The Global Magnitsky Act authorizes the US government to sanction those who it sees as human rights offenders, freeze their assets, and ban them from the US.

Cabinet Secretary Karlo Nograles on Friday added that US lawmakers should not meddle in the Philippines' state affairs since it is a sovereign state.

"We deem it to be pangingialam, parang dinidiktahan tayo kung paano patakbuhin ang justice system natin," Nograles told reporters in Malacañang.

(We deem it to be meddling. It seems like they're telling us how to run our justice system.)

"Independent tayo eh. Sovereign state tayo so don't meddle in our sovereignty," he said.

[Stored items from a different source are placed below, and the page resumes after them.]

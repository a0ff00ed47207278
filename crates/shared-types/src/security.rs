//! # Authentication Codec
//!
//! The single implementation of message and request authentication used by
//! every service.
//!
//! ## Security Properties
//!
//! - **HMAC-SHA256 Signatures**: keyed by one shared secret, base64-encoded.
//! - **Constant-Time Verification**: comparisons go through `Mac::verify_slice`.
//! - **Time-Bounded Validity**: timestamps more than [`MAX_CLOCK_SKEW_SECS`]
//!   away from local time (in either direction) are rejected.
//!
//! ## Canonical Forms
//!
//! - Requests sign the text `"{service}:{timestamp}:{body}"` where `body` is
//!   the exact request body bytes.
//! - Envelopes sign [`Envelope::canonical_bytes`].
//!
//! No replay cache is kept: a captured request stays valid for the whole
//! skew window.

use crate::envelope::Envelope;
use crate::errors::AuthError;
use base64::engine::general_purpose::STANDARD as BASE64;
use base64::Engine;
use hmac::{Hmac, Mac};
use sha2::Sha256;
use std::fmt;
use std::sync::Arc;
use std::time::{SystemTime, UNIX_EPOCH};

type HmacSha256 = Hmac<Sha256>;

// =============================================================================
// CONSTANTS
// =============================================================================

/// Maximum accepted distance between a timestamp and local time (seconds).
pub const MAX_CLOCK_SKEW_SECS: u64 = 300;

/// Header carrying the caller's service name.
pub const HEADER_SERVICE_NAME: &str = "X-Service-Name";

/// Header carrying the request timestamp (integer seconds).
pub const HEADER_TIMESTAMP: &str = "X-Timestamp";

/// Header carrying the base64 request signature.
pub const HEADER_SIGNATURE: &str = "X-Signature";

/// Secret used when none is configured. Rejected by production validation.
pub const DEV_SHARED_SECRET: &str = "a2a-dev-shared-secret-change-me";

// =============================================================================
// TIME
// =============================================================================

/// Returns the current Unix timestamp in seconds.
pub fn current_timestamp() -> u64 {
    SystemTime::now()
        .duration_since(UNIX_EPOCH)
        .map(|d| d.as_secs())
        .unwrap_or(0)
}

/// Checks that `timestamp` lies within `max_skew` seconds of `now`.
pub fn validate_timestamp(timestamp: u64, now: u64, max_skew: u64) -> Result<(), AuthError> {
    if timestamp.abs_diff(now) > max_skew {
        return Err(AuthError::StaleTimestamp {
            timestamp,
            now,
            max_skew,
        });
    }
    Ok(())
}

// =============================================================================
// AUTH HEADERS
// =============================================================================

/// The three request headers produced by [`AuthCodec::auth_headers`].
#[derive(Debug, Clone, PartialEq, Eq)]
pub struct AuthHeaders {
    pub service_name: String,
    pub timestamp: String,
    pub signature: String,
}

impl AuthHeaders {
    /// `(header name, value)` pairs, ready to attach to an HTTP request.
    pub fn pairs(&self) -> [(&'static str, &str); 3] {
        [
            (HEADER_SERVICE_NAME, self.service_name.as_str()),
            (HEADER_TIMESTAMP, self.timestamp.as_str()),
            (HEADER_SIGNATURE, self.signature.as_str()),
        ]
    }
}

// =============================================================================
// CODEC
// =============================================================================

/// Signs and verifies requests and envelopes with a shared secret.
///
/// Cloning is cheap; the secret is reference-counted.
#[derive(Clone)]
pub struct AuthCodec {
    secret: Arc<[u8]>,
    max_skew: u64,
}

impl fmt::Debug for AuthCodec {
    fn fmt(&self, f: &mut fmt::Formatter<'_>) -> fmt::Result {
        f.debug_struct("AuthCodec")
            .field("secret", &"<redacted>")
            .field("max_skew", &self.max_skew)
            .finish()
    }
}

impl AuthCodec {
    /// Creates a codec with the default 300 second skew window.
    pub fn new(secret: impl AsRef<[u8]>) -> Self {
        Self {
            secret: Arc::from(secret.as_ref()),
            max_skew: MAX_CLOCK_SKEW_SECS,
        }
    }

    /// Overrides the accepted clock skew.
    pub fn with_max_skew(mut self, max_skew: u64) -> Self {
        self.max_skew = max_skew;
        self
    }

    pub fn max_skew(&self) -> u64 {
        self.max_skew
    }

    fn keyed(&self) -> HmacSha256 {
        HmacSha256::new_from_slice(&self.secret).expect("HMAC can take key of any size")
    }

    /// Base64 HMAC-SHA256 of `bytes`.
    pub fn sign_bytes(&self, bytes: &[u8]) -> String {
        let mut mac = self.keyed();
        mac.update(bytes);
        BASE64.encode(mac.finalize().into_bytes())
    }

    /// Constant-time check of a base64 signature over `bytes`.
    ///
    /// Malformed base64 is simply a mismatch.
    pub fn verify_bytes(&self, bytes: &[u8], signature: &str) -> bool {
        let Ok(raw) = BASE64.decode(signature.trim()) else {
            return false;
        };
        let mut mac = self.keyed();
        mac.update(bytes);
        mac.verify_slice(&raw).is_ok()
    }

    fn request_message(service: &str, timestamp: &str, body: &[u8]) -> Vec<u8> {
        let mut message = Vec::with_capacity(service.len() + timestamp.len() + body.len() + 2);
        message.extend_from_slice(service.as_bytes());
        message.push(b':');
        message.extend_from_slice(timestamp.as_bytes());
        message.push(b':');
        message.extend_from_slice(body);
        message
    }

    /// Signs `"{service}:{timestamp}:{body}"`.
    pub fn sign(&self, service: &str, timestamp: &str, body: &[u8]) -> String {
        self.sign_bytes(&Self::request_message(service, timestamp, body))
    }

    /// Verifies a request signature. Returns false on any mismatch.
    pub fn verify(&self, service: &str, timestamp: &str, signature: &str, body: &[u8]) -> bool {
        self.verify_bytes(&Self::request_message(service, timestamp, body), signature)
    }

    /// Produces auth headers for a request sent now.
    pub fn auth_headers(&self, service: &str, body: &[u8]) -> AuthHeaders {
        self.auth_headers_at(service, body, current_timestamp())
    }

    /// Produces auth headers for a request sent at `timestamp`.
    pub fn auth_headers_at(&self, service: &str, body: &[u8], timestamp: u64) -> AuthHeaders {
        let timestamp = timestamp.to_string();
        let signature = self.sign(service, &timestamp, body);
        AuthHeaders {
            service_name: service.to_string(),
            timestamp,
            signature,
        }
    }

    /// Authenticates an incoming request from its raw header values.
    ///
    /// Returns the caller's service name on success.
    pub fn verify_headers(
        &self,
        service: Option<&str>,
        timestamp: Option<&str>,
        signature: Option<&str>,
        body: &[u8],
        now: u64,
    ) -> Result<String, AuthError> {
        let (Some(service), Some(timestamp), Some(signature)) = (service, timestamp, signature)
        else {
            return Err(AuthError::MissingHeaders);
        };

        let ts: u64 = timestamp
            .trim()
            .parse()
            .map_err(|_| AuthError::InvalidTimestamp(timestamp.to_string()))?;
        validate_timestamp(ts, now, self.max_skew)?;

        if !self.verify(service, timestamp, signature, body) {
            return Err(AuthError::InvalidSignature);
        }
        Ok(service.to_string())
    }

    /// Signature over the envelope's canonical bytes.
    pub fn sign_envelope(&self, envelope: &Envelope) -> String {
        self.sign_bytes(&envelope.canonical_bytes())
    }

    /// Attaches a signature to the envelope.
    pub fn seal(&self, envelope: &mut Envelope) {
        envelope.signature = Some(self.sign_envelope(envelope));
    }

    /// Verifies signature and freshness of an envelope.
    ///
    /// Stale envelopes are rejected whether or not the signature matches.
    pub fn verify_envelope(&self, envelope: &Envelope, now: u64) -> Result<(), AuthError> {
        let signature = envelope
            .signature
            .as_deref()
            .ok_or(AuthError::MissingSignature)?;
        envelope.verify_freshness(now, self.max_skew)?;
        if !self.verify_bytes(&envelope.canonical_bytes(), signature) {
            return Err(AuthError::InvalidSignature);
        }
        Ok(())
    }
}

Panelo also took a swipe at US Senator Richard Durbin, one of the sponsors of the resolution calling for De Lima's release, for his criticism of President Rodrigo Duterte.

Durbin, in a statement, said the US Senate's resolution also condemns the Duterte government's "troubling behavior and democratic backsliding."

"Senator Durbin's demand for the release of Senator Leila de Lima is a brazen interference and an assault to our sovereignty as it interferes with our judicial process," Panelo said.

"In addition, his remarks not only violate the principle of subjudice but it also assails the ongoing proceedings thereby trampling upon the rights of the People of the Philippines," he added.

One of President Duterte's top critics, De Lima was accused of accepting drug money from prisoners when she was justice secretary from 2010 and 2015.

She has repeatedly denied the allegations, saying what happened to her was "political persecution."